Non ci si spaventi dunque se i ragazzi, confinati in casa, si affacciano sul mondo attraverso lo schermo di un telefono o di un computer. Lo fanno per non sentirsi soli. E quando lo fanno, credo sia giusto che i genitori non li colpevolizzino ma li comprendano e li rispettino. I ragazzi italiani non sanno se e quando torneranno a scuola. I banchi con le rotelle sembrano ora delle installazioni di arte contemporanea, nelle aule chiuse. Nel decidere se, come, quando le scuole riapriranno, si consideri anche il punto di vista dei ragazzi che non hanno rappresentanza, non siedono a nessun tavolo. Questo rafforza in me l’idea che la democrazia del duemila oltre alle forme di rappresentanza politico istituzionale dovrebbe alimentarsi di meccanismi di democrazia diffusa e di sussidiarietà. È possibile che mai nessun giovane abbia potuto dire la sua in tutti questi mesi di vertici, verifiche, seminari a Villa Madama?

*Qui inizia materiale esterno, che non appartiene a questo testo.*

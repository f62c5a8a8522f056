//! Demo Shell Main Application
//! Main window with control panel and chart viewer.

use crate::dashboard::{generate_dashboard_with_progress, Dashboard};
use crate::data::{DatasetLoader, PopulationTable};
use crate::gui::{ChartViewer, ControlPanel, ControlPanelAction};
use egui::SidePanel;
use std::path::PathBuf;
use std::sync::mpsc::{channel, Receiver, Sender};
use std::sync::Arc;
use std::thread;
use tracing::{error, info};

/// Generation result from background thread
enum GenResult {
    Progress(f32, String),
    Complete(Dashboard),
    Error(String),
}

/// CSV loading result from background thread
enum LoadResult {
    Complete { path: PathBuf, table: PopulationTable },
    Error(String),
}

/// Main application window.
pub struct DashboardApp {
    table: Option<Arc<PopulationTable>>,
    control_panel: ControlPanel,
    chart_viewer: ChartViewer,

    gen_rx: Option<Receiver<GenResult>>,
    is_generating: bool,

    load_rx: Option<Receiver<LoadResult>>,
    is_loading: bool,
}

impl DashboardApp {
    pub fn new(_cc: &eframe::CreationContext<'_>, table: Option<(PathBuf, PopulationTable)>) -> Self {
        let mut control_panel = ControlPanel::new();
        let table = table.map(|(path, table)| {
            control_panel.set_loaded(&path, table.height());
            Arc::new(table)
        });

        Self {
            table,
            control_panel,
            chart_viewer: ChartViewer::new(),
            gen_rx: None,
            is_generating: false,
            load_rx: None,
            is_loading: false,
        }
    }

    /// Pick a CSV and load it off the UI thread.
    fn handle_browse_csv(&mut self) {
        if self.is_loading {
            return;
        }

        if let Some(path) = rfd::FileDialog::new()
            .add_filter("CSV Files", &["csv"])
            .pick_file()
        {
            self.chart_viewer.clear();
            self.control_panel.set_progress(0.0, "Loading CSV file...");
            self.is_loading = true;

            let (tx, rx) = channel();
            self.load_rx = Some(rx);

            thread::spawn(move || {
                let result = match DatasetLoader::load_csv(&path) {
                    Ok(table) => LoadResult::Complete { path, table },
                    Err(e) => LoadResult::Error(e.to_string()),
                };
                let _ = tx.send(result);
            });
        }
    }

    /// Check for CSV loading results
    fn check_load_results(&mut self) {
        let Some(rx) = self.load_rx.take() else {
            return;
        };

        match rx.try_recv() {
            Ok(LoadResult::Complete { path, table }) => {
                info!(path = %path.display(), states = table.height(), "dataset replaced");
                self.control_panel.set_loaded(&path, table.height());
                self.table = Some(Arc::new(table));
                self.is_loading = false;
            }
            Ok(LoadResult::Error(e)) => {
                error!(error = %e, "dataset load failed");
                self.control_panel.set_progress(0.0, &format!("Error: {}", e));
                self.is_loading = false;
            }
            Err(_) => self.load_rx = Some(rx),
        }
    }

    /// Start generation in background thread
    fn start_generation(&mut self) {
        let Some(table) = self.table.clone() else {
            self.control_panel.set_progress(0.0, "No data loaded");
            return;
        };

        let (tx, rx) = channel();
        self.gen_rx = Some(rx);
        self.is_generating = true;
        self.control_panel.set_progress(1.0, "Generating charts...");

        thread::spawn(move || Self::run_generation(tx, &table));
    }

    /// Run generation (called from background thread)
    fn run_generation(tx: Sender<GenResult>, table: &PopulationTable) {
        let progress_tx = tx.clone();
        let result = generate_dashboard_with_progress(table, |done, total| {
            let pct = done as f32 / total as f32 * 100.0;
            let _ = progress_tx.send(GenResult::Progress(
                pct,
                format!("Rendered chart {}/{}", done, total),
            ));
        });

        let _ = tx.send(match result {
            Ok(dashboard) => GenResult::Complete(dashboard),
            Err(e) => GenResult::Error(e.to_string()),
        });
    }

    /// Check for generation results
    fn check_generation_results(&mut self, ctx: &egui::Context) {
        let Some(rx) = self.gen_rx.take() else {
            return;
        };
        let mut should_keep_receiver = true;

        while let Ok(result) = rx.try_recv() {
            match result {
                GenResult::Progress(progress, status) => {
                    self.control_panel.set_progress(progress, &status);
                }
                GenResult::Complete(dashboard) => {
                    match self.chart_viewer.set_dashboard(ctx, &dashboard) {
                        Ok(()) => self.control_panel.set_progress(
                            100.0,
                            &format!("Complete! {} charts ready", dashboard.len()),
                        ),
                        Err(e) => self.control_panel.set_progress(0.0, &format!("Error: {}", e)),
                    }
                    self.is_generating = false;
                    should_keep_receiver = false;
                }
                GenResult::Error(e) => {
                    error!(error = %e, "dashboard generation failed");
                    self.control_panel.set_progress(0.0, &format!("Error: {}", e));
                    self.is_generating = false;
                    should_keep_receiver = false;
                }
            }
        }

        if should_keep_receiver {
            self.gen_rx = Some(rx);
        }
    }
}

impl eframe::App for DashboardApp {
    fn update(&mut self, ctx: &egui::Context, _frame: &mut eframe::Frame) {
        self.check_load_results();
        self.check_generation_results(ctx);

        if self.is_loading || self.is_generating {
            ctx.request_repaint();
        }

        SidePanel::left("control_panel")
            .min_width(280.0)
            .max_width(340.0)
            .show(ctx, |ui| {
                match self.control_panel.show(ui) {
                    ControlPanelAction::BrowseCsv => self.handle_browse_csv(),
                    ControlPanelAction::Generate => {
                        if !self.is_generating {
                            self.start_generation();
                        }
                    }
                    ControlPanelAction::None => {}
                }
            });

        egui::CentralPanel::default().show(ctx, |ui| {
            self.chart_viewer.show(ui);
        });
    }
}

/// Open the demo window, optionally with a table already loaded.
pub fn run(initial: Option<(PathBuf, PopulationTable)>) -> anyhow::Result<()> {
    let options = eframe::NativeOptions {
        viewport: egui::ViewportBuilder::default()
            .with_inner_size([1400.0, 900.0])
            .with_min_inner_size([1000.0, 600.0])
            .with_title("Population Dashboard"),
        ..Default::default()
    };

    eframe::run_native(
        "Population Dashboard",
        options,
        Box::new(move |cc| Ok(Box::new(DashboardApp::new(cc, initial)))),
    )
    .map_err(|e| anyhow::anyhow!("Demo window failed: {e}"))
}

Vorrei che in questo frenetico e spesso surreale arcobaleno di giornate, regioni, orari si tenesse conto che esistono delle anime fragili. E che ci si ricordasse, in questo che non è un Paese per giovani, che in questo momento nelle case di milioni di italiani c’è una ragazza o un ragazzo che sta annaspando nel tempo decisivo della vita e c’è il rischio che si smarrisca. Per un ragazzo il «distanziamento sociale» è una pena più grave che per un adulto. Ricordarsene sempre. In un mondo adulto che è andato in confusione su tutto: vaccini, tamponi, terapie, governi, regole l’unica cosa su cui tutti si sono sempre uniti è stata randellare i giovani se una sera uscivano, perfino essendo consentito, per vedere amici o semplicemente prendere un aperitivo.


In un piccolo libro curato da Sabrina Minuzzi per Marsilio e intitolato «La peste e la stampa» si riporta il racconto scritto nel 1576 dal notaio Rocco Benedetti di Venezia dopo la tremenda epidemia che colpì il nord d’Italia. Si dice: «Gli Signori prohibirno che nissuno, per undeci giorni, potesse andare in casa d’altri, né donne né putti uscir dalle sue contrade... Il negozio fra mercanti si levò in tutto, nella piazza li merciari e quasi tutti gl’altri artigiani serorno le loro botteghe... Parimente le piazze erano sgombre di genti e per la via si caminava senza ch’alcuno urtasse altro, non s’udivano più suoni né canti né altri dilletevoli intratenimenti per le strade e canali...». Quasi cinquecento anni dopo la immensa potenza della scienza e della tecnologia, che pure riuscirà a immunizzarci, ci consegna, di fronte alla pandemia, un paesaggio urbano e abitudini di vita non diverse da quelle descritte dal notaio Benedetti. Tanto più chi decide oggi deve avere nell’orizzonte delle sue motivazioni anche quello che gli algoritmi non registrano. Anche quello che sta accadendo nel cuore delle persone, tutte. E dei più fragili. Che non sono solo gli anziani. Ma anche i ragazzi, soli e ignorati, di questa Italia spaventata.